A traditional fund manager selects a stock based on just the usual financial measures such as scalability of a company’s products, balance-sheet strength or free cash generation capability. In addition to financial parameters, the ESG fund manager will also thoroughly scrutinize the company on factors such as the degree of the water recycled during manufacturing; whether it’s a zero-waste company or not, measures taken to reduce its carbon footprint, or working conditions of its employees and suppliers, and the governance practiced by the company. By incorporating the ESG practice, a fund manager minimizes the risk of hefty penalties, if any, emerging from the pollution created by the company. A good work ethic ensures that the company is protected from any kind of strikes or boycott, and a strict governance practice keeps it away from any kind of regulatory hurdles.

ESG Score: The way ahead for corporates

Corporates too are now realizing the importance of improving their ESG scores due to increasing pressure from wealth managers. A company with a superior ESG score is also rewarded by the markets, as it accords a premium price-earnings multiple when compared to its counterparts. Blackrock, the world’s largest asset manager, issued a letter to companies saying it would be now increasingly disposed to vote against boards that move very slowly on sustainability. Likewise, Chris Hohn, a head of London-based hedge fund, speaks about voting against directors of companies that fail to reveal their carbon emissions.

These non-financial parameters are formed into a composite ‘ESG score.’ An ESG fund manager assigns active weights to stocks based on their ESG scores. So far, there are no strict norms for developing an ESG score and every index manager has a different way of calculating it. However, large wealth managers are gradually setting up their own internal teams to arrive at an ESG score.
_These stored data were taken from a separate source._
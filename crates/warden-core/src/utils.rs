/*!
 * Warden Utils
 *
 * Utilitários comuns usados em toda a workspace Warden
 */

use serde::Serialize;
use tiny_keccak::{Hasher, Keccak};

/// Calcula o hash Keccak-256 de dados
pub fn keccak256(data: &[u8]) -> [u8; 32] {
    let mut hasher = Keccak::v256();
    let mut result = [0u8; 32];
    hasher.update(data);
    hasher.finalize(&mut result);
    result
}

/// Monta uma chave de cache endereçada por conteúdo: `<namespace>:<keccak hex>`.
///
/// Cada parte é prefixada pelo seu tamanho, então `["ab", "c"]` e `["a", "bc"]`
/// geram chaves diferentes.
pub fn cache_key<S: AsRef<[u8]>>(namespace: &str, parts: &[S]) -> String {
    let mut hasher = Keccak::v256();
    for part in parts {
        let bytes = part.as_ref();
        hasher.update(&(bytes.len() as u64).to_be_bytes());
        hasher.update(bytes);
    }
    let mut digest = [0u8; 32];
    hasher.finalize(&mut digest);
    format!("{}:{}", namespace, hex::encode(digest))
}

/// Chave de cache a partir de qualquer valor serializável.
///
/// Retorna `None` se o valor não puder ser serializado.
pub fn cache_key_for<T: Serialize + ?Sized>(namespace: &str, value: &T) -> Option<String> {
    let bytes = serde_json::to_vec(value).ok()?;
    Some(format!("{}:{}", namespace, hex::encode(keccak256(&bytes))))
}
Gaining Prominence Globally

Sustainable and socially responsible investment, which has been largely confined to university academic papers, is moving into the mainstream and gaining heft, thanks to investors looking for financial products that have sustainability objectives. As a result, flows into sustainable funds rose $154 billion in 2019, the highest in the decade and the total amount is equivalent to the cumulative flow of the previous four years. The number ESG funds globally rose to 3308 in the last ten years. More than $3 trillion of institutional assets—which is more than India’s market capitalization—is tracking ESG scores for making investment decisions.

Resilient Returns

ESG investment is at an emerging stage in India, but it is gradually gaining traction. The asset under management of the three ESG funds in India was Rs 4,500 crores at the end of August 2020, and it accounted for 0.6 per cent of the total equity AUM. Experts believe that high net-worth investors are exhibiting a growing appetite for ESG investments, as they are now increasingly aware of the worth of a sustainable investing practice, particularly after the pandemic.

The returns of the benchmark index have been encouraging too, according to the index factsheet on the NSE at the end of August 2020. The Nifty 100 ESG index has outperformed the Nifty 50 in the last one-year and five-year periods by 4.39 percentage points and 1.39 percentage points, respectively. The Nifty 100 ESG Total Return Index has grown at an annual rate of 9.48 per cent since 2011, while the Nifty 50 TRI recorded a growth of 7.8 per cent in the same period.

Further, the performance of an ESG friendly portfolio has been resilient during downturns. So, the Nifty 100 ESG index recovered faster from the March 2020 lows than the Nifty 50.

ESG funds could attract investors’ attention and also generate interest from pension funds, large institutions and millennials.